The interlinking characteristics are then analyzed using a
betweenness centrality algorithm to calculate the relative strength
of the interlinking relationships to identify and create the
shortest search paths that lead a user to results having the
highest betweeness centrality or having the highest relevance.
Using the search system of the present invention, connections
between the interlinked sets of documents are analyzed to determine
their contextual strength in order to quickly and easily identify a
high level of correlation or buzz surrounding a particular asset of
interest that may not be immediately visible upon the face of the
base documents.
[0007] In the system of the present invention assets may include
stocks, bonds, currencies, box office returns, or even brand
values. In this context, the present invention provides a system
wherein a first level of searching is conducted to identify all of
the available results that are related to the asset of interest.
The available results are collected from three sources, namely, the
wisdom of crowds (Web sites), the wisdom of (self-proclaimed)
experts in their blogs and the wisdom of swarms (online forums).
Those results are mined to identify a second (and subsequent) level
search result containing all of the pages that are linked to from
the set of results that are identified in the previous search
level. All of the iterative search results are then analyzed in a
manner that creates a list of the interlinking data between each of
the documents in the result in order to connect that document into
the network. Then using the interlinking information in the
network, the betweenness for each node in each of the three
categories is calculated such that the betweeness is a measure of
the centrality of a node in a network. It may be characterized
loosely as the number of times that a node needs a given node to
reach another node. It is usually calculated as the fraction of
shortest paths between node pairs that pass through the node of
interest. Accordingly, betweeness ranges from 0, for nodes that are
totally peripheral, to 1, for nodes that are on all shortest paths.

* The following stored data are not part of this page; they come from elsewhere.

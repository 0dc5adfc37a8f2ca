use std::sync::Arc;

use super::super::command::CommandRunner;
use super::super::error::ProbeFailure;
use super::super::types::{MetricKind, RawReading, Sample, WifiStatus};
use super::Probe;

const DEFAULT_WIFI_DEVICE: &str = "en0";

pub struct WifiProbe {
    runner: Arc<dyn CommandRunner>,
}

impl WifiProbe {
    pub fn new(runner: Arc<dyn CommandRunner>) -> Self {
        WifiProbe { runner }
    }
}

impl Probe for WifiProbe {
    fn kind(&self) -> MetricKind {
        MetricKind::Wifi
    }

    fn sample(&self) -> Result<Sample, ProbeFailure> {
        let interface = self
            .runner
            .run("networksetup", &["-listallhardwareports"])
            .ok()
            .and_then(|out| wifi_device(&out))
            .unwrap_or_else(|| DEFAULT_WIFI_DEVICE.to_string());

        let ifconfig = self.runner.run("ifconfig", &[interface.as_str()])?;
        let active = interface_active(&ifconfig);
        let ssid = if active {
            self.runner
                .run("networksetup", &["-getairportnetwork", interface.as_str()])
                .ok()
                .and_then(|out| parse_ssid(&out))
        } else {
            None
        };

        Ok(Sample::new(
            "networksetup",
            RawReading::Wifi(WifiStatus {
                interface,
                active,
                ssid,
            }),
        ))
    }
}

/// The `Device:` line following `Hardware Port: Wi-Fi` (or `AirPort`).
pub(crate) fn wifi_device(hardware_ports: &str) -> Option<String> {
    let mut in_wifi_block = false;
    for line in hardware_ports.lines() {
        let line = line.trim();
        if let Some(port) = line.strip_prefix("Hardware Port:") {
            let port = port.trim();
            in_wifi_block = port == "Wi-Fi" || port == "AirPort";
        } else if in_wifi_block {
            if let Some(device) = line.strip_prefix("Device:") {
                let device = device.trim();
                if !device.is_empty() {
                    return Some(device.to_string());
                }
            }
        }
    }
    None
}

pub(crate) fn interface_active(ifconfig: &str) -> bool {
    ifconfig
        .lines()
        .any(|line| line.trim() == "status: active")
}

pub(crate) fn parse_ssid(airport_network: &str) -> Option<String> {
    airport_network.lines().find_map(|line| {
        line.trim()
            .strip_prefix("Current Wi-Fi Network:")
            .or_else(|| line.trim().strip_prefix("Current AirPort Network:"))
            .map(str::trim)
            .filter(|ssid| !ssid.is_empty())
            .map(str::to_string)
    })
}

Then the betweeness scores are mixed to form a composite betweeness
value.
[0008] The present system has recognized that those underlying
assets that have a change from low to high betweeness value are
likely to experience a corresponding and related change in asset
valuation. Further, it has been determined that betweeness values
have a leading indicator effect with respect to the change in asset
valuation. In other words, changes in betweeness of an asset
translates to a future change in asset valuation. The power of the
system of the present invention is derived from the ability to
produce a search result that identifies in real time changes in
betweeness of assets being tracked in a manner that provides a
leading indicator for upcoming changes in the asset valuation.
[0009] It should be appreciated that this analysis can be done
using a snapshot in time or could be formed as a temporal analysis.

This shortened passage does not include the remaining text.